» Task details
Up through the line that contains "order, holding derivative", retype the entries exactly, beginning at the very first line.

——————

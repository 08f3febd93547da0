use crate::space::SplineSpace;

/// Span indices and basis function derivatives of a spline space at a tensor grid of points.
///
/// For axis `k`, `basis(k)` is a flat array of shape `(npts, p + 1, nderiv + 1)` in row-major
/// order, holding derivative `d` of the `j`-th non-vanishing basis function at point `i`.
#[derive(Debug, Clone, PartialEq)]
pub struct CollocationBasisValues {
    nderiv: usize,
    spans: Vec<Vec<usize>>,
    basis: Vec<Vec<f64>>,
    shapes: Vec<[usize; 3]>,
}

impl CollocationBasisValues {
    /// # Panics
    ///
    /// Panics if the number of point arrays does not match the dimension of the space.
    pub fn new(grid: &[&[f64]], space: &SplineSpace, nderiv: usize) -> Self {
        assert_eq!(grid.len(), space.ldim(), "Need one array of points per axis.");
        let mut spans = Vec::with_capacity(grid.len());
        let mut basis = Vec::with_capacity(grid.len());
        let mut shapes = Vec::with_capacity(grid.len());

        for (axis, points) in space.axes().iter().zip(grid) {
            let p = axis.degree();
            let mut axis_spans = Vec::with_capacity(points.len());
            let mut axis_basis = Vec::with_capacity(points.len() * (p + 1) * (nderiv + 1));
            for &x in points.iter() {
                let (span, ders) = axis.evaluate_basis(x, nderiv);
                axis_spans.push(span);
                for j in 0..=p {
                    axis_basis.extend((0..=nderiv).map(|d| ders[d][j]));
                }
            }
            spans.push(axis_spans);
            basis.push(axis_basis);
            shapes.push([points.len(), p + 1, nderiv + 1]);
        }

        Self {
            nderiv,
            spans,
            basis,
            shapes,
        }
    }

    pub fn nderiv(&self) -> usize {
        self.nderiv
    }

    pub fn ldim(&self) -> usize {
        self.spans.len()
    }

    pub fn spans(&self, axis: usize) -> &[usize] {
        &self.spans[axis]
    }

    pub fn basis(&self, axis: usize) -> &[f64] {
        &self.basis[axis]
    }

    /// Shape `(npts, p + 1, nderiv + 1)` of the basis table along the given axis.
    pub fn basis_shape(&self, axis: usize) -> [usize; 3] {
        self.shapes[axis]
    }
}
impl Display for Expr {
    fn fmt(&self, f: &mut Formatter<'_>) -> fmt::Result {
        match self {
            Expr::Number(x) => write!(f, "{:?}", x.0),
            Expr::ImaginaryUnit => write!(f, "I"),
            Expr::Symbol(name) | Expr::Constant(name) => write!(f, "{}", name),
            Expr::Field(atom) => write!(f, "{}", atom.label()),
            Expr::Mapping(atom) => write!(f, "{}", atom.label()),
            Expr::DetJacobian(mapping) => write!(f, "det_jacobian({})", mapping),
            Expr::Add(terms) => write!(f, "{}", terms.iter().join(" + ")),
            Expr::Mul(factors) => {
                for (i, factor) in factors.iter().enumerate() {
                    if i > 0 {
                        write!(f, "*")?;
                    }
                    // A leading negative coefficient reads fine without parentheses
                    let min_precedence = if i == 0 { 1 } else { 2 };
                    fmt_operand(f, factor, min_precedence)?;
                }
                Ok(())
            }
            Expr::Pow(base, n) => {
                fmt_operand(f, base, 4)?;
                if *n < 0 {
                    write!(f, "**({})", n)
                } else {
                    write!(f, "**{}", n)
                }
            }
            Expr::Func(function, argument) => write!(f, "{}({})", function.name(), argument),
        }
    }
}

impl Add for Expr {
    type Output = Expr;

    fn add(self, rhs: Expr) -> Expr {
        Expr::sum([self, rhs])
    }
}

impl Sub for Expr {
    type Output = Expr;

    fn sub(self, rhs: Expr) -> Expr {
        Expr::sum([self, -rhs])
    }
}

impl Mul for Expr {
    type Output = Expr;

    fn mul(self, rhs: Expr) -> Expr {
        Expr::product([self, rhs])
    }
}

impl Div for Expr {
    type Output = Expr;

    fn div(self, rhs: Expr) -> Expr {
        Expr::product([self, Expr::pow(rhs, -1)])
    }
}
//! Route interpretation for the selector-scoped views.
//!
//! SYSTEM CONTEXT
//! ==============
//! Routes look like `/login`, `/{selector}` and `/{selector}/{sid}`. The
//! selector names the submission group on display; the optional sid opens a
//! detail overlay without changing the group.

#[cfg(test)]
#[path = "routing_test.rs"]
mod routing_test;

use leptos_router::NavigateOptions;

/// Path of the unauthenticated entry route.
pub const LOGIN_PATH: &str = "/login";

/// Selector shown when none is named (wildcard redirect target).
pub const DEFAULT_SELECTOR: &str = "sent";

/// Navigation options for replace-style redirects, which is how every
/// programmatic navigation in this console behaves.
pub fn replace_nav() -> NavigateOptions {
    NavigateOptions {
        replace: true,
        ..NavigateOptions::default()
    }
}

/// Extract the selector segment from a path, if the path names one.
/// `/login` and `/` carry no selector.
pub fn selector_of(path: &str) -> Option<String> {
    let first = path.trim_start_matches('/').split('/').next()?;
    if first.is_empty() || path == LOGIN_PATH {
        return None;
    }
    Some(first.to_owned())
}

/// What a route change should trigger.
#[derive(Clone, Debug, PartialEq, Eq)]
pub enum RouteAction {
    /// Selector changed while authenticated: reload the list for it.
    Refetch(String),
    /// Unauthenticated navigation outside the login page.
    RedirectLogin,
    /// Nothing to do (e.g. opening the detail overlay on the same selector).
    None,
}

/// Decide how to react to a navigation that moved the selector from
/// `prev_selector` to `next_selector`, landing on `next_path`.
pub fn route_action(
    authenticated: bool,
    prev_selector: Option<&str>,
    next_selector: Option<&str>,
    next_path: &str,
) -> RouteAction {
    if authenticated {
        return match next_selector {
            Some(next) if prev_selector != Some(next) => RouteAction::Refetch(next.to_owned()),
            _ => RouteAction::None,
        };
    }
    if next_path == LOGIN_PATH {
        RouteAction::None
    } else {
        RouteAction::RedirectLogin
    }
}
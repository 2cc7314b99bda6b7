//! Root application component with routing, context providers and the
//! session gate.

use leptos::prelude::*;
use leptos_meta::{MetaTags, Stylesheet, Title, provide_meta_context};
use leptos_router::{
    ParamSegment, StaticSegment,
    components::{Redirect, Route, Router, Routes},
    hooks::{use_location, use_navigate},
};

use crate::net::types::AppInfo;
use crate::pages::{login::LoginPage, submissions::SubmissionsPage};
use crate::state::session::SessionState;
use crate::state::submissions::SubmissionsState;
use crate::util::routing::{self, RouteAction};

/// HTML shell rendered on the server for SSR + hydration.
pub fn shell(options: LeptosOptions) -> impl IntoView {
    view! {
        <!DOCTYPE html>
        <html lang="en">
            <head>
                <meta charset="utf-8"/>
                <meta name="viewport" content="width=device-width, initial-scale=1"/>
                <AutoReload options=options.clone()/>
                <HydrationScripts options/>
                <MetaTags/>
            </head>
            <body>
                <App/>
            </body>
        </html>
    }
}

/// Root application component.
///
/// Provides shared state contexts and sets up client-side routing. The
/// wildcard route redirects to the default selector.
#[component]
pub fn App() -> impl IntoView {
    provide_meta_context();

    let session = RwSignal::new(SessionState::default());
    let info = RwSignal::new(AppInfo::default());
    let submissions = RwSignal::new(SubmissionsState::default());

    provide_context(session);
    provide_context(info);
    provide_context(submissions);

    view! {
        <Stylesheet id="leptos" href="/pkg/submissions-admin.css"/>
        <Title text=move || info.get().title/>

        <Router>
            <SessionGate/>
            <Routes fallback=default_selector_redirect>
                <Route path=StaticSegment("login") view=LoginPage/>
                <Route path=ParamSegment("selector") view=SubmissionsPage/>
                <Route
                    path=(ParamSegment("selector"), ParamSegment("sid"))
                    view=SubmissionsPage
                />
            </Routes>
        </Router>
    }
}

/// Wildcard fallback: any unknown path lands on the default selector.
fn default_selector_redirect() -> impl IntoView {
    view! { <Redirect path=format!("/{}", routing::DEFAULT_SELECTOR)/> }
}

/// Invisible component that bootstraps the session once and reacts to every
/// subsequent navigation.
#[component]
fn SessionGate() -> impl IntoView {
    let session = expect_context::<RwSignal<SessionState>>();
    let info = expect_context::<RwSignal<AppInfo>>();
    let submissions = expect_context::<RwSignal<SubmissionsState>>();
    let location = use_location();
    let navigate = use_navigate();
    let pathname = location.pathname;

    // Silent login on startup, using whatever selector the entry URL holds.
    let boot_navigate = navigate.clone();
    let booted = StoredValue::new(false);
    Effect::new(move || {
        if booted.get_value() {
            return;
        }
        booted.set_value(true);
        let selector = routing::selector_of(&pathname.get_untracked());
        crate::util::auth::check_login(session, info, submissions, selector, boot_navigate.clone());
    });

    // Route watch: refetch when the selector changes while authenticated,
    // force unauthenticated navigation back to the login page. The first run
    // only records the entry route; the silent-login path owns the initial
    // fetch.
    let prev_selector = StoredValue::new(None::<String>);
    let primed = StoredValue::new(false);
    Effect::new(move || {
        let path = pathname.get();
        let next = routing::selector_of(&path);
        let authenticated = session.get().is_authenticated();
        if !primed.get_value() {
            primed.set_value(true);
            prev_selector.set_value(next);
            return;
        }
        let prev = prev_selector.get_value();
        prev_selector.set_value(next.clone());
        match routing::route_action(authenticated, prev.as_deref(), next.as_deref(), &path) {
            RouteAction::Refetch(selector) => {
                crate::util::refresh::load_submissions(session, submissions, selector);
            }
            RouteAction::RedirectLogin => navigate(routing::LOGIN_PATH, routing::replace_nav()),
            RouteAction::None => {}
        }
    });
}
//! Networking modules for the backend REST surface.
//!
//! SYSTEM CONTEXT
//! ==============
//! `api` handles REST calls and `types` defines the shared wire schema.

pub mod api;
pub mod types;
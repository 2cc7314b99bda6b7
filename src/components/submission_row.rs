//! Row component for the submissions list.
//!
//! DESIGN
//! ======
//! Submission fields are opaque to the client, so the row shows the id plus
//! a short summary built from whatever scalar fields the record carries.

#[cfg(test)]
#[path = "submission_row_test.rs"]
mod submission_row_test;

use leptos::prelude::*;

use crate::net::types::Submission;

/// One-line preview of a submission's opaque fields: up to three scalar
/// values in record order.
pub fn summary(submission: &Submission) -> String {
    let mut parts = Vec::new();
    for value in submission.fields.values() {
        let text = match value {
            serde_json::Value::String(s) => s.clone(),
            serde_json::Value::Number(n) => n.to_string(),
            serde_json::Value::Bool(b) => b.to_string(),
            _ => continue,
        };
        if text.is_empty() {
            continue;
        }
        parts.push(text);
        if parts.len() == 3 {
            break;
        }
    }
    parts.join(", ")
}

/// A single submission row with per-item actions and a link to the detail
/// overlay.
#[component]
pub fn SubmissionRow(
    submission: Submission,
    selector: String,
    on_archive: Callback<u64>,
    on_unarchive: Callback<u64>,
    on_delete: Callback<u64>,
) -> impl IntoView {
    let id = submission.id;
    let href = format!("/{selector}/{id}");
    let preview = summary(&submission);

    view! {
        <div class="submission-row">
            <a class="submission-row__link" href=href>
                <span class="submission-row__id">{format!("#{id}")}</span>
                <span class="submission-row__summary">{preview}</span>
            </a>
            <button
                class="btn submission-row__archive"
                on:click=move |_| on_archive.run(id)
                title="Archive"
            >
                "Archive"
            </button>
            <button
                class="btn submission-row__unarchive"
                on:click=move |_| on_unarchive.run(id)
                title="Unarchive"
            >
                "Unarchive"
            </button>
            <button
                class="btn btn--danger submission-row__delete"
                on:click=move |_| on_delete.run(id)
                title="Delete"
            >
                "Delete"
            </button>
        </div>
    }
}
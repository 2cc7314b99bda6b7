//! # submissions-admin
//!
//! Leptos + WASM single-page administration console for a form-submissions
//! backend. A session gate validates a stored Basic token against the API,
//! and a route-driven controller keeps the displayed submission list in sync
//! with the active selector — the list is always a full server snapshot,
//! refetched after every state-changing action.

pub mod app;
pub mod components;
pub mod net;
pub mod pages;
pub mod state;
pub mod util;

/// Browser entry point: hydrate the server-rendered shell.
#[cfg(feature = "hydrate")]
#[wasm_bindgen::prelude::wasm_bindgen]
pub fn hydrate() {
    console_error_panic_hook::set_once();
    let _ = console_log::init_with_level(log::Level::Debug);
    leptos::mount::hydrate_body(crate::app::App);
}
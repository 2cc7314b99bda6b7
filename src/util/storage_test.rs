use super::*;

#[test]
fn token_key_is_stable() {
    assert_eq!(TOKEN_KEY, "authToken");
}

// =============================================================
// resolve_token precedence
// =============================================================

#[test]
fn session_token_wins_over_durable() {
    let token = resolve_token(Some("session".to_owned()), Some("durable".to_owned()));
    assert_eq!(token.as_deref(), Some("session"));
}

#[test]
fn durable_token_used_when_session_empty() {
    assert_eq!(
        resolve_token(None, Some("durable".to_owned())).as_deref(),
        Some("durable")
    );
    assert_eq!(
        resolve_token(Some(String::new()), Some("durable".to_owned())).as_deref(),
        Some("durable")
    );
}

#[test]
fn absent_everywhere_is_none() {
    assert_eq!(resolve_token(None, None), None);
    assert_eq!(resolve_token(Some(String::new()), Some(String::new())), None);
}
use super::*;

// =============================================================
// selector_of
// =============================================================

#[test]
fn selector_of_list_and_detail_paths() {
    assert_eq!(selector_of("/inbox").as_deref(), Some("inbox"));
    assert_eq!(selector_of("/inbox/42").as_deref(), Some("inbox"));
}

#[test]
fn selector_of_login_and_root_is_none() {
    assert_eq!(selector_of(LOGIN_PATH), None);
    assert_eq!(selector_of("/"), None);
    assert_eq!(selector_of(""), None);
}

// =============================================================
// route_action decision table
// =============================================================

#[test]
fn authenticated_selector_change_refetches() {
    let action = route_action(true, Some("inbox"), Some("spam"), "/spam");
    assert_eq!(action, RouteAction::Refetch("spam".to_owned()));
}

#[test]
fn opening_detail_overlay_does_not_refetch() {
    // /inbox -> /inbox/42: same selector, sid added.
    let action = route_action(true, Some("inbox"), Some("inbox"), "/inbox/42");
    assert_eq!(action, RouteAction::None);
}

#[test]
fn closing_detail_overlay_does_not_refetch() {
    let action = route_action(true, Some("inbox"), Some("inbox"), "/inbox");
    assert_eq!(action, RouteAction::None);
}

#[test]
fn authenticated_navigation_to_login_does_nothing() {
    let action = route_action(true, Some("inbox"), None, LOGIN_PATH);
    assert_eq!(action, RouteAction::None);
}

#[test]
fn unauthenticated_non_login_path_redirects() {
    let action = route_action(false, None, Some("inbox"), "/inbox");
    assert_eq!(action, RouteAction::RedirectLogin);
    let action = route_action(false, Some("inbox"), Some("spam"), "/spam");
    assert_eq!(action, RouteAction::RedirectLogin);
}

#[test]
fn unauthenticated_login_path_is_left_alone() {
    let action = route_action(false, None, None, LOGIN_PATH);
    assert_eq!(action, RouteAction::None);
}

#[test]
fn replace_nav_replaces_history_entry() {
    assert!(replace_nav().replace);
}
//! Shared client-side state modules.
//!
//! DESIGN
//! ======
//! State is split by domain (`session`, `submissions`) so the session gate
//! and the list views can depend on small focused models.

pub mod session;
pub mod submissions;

——————

» Result of this exercise
repository 08f3febd93547da0
use crate::space::SplineSpace;

/// Span indices and basis function derivatives of a spline space at a tensor grid of points.
///
/// For axis `k`, `basis(k)` is a flat array of shape `(npts, p + 1, nderiv + 1)` in row-major
/// order, holding derivative `d` of the `j`-th non-vanishing basis function at point `i`.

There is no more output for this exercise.